> _Problem details_
Your result will be the set of lines with "channel", copied from the material below.

> _Data listing_
————————

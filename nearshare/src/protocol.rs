//! The `ValueSet`-encoded vocabulary the Near Share application speaks once a
//! channel is open (spec.md §4.7, §6's "ValueSet payload keys").
//!
//! Every inbound and outbound `Session`-type payload on a Near Share channel
//! has the shape `[PREFIX_LEN opaque bytes][encoded ValueSet]` — the leading
//! bytes are a correlation vector this layer treats as transparent (spec.md
//! §4.7) and must echo unchanged on every reply.

/// Length, in bytes, of the opaque correlation-vector prefix carried by
/// every Near Share application message.
pub const PREFIX_LEN: usize = 12;

/// Values of the `"ControlMessage"` key, selecting which of the fixed
/// exchanges a `ValueSet` payload carries (spec.md §4.7).
pub mod control_message {
	pub const START_REQUEST: u32 = 1;
	pub const START_RESPONSE: u32 = 2;
	pub const FETCH_DATA_REQUEST: u32 = 3;
	pub const FETCH_DATA_RESPONSE: u32 = 4;
}

/// Values of the `"DataKind"` key carried by `StartRequest` (spec.md §4.7).
pub mod data_kind {
	pub const FILE: u32 = 1;
	pub const URI: u32 = 2;
}

pub mod key {
	pub const CONTROL_MESSAGE: &str = "ControlMessage";
	pub const DATA_KIND: &str = "DataKind";
	pub const FILE_NAMES: &str = "FileNames";
	pub const BYTES_TO_SEND: &str = "BytesToSend";
	pub const URI: &str = "Uri";
	pub const BLOB_POSITION: &str = "BlobPosition";
	pub const BLOB_SIZE: &str = "BlobSize";
	pub const DATA_BLOB: &str = "DataBlob";
	pub const CONTENT_ID: &str = "ContentId";
}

————————

> _Task answer_
//! channel is open (spec.md §4.7, §6's "ValueSet payload keys").
//! Every inbound and outbound `Session`-type payload on a Near Share channel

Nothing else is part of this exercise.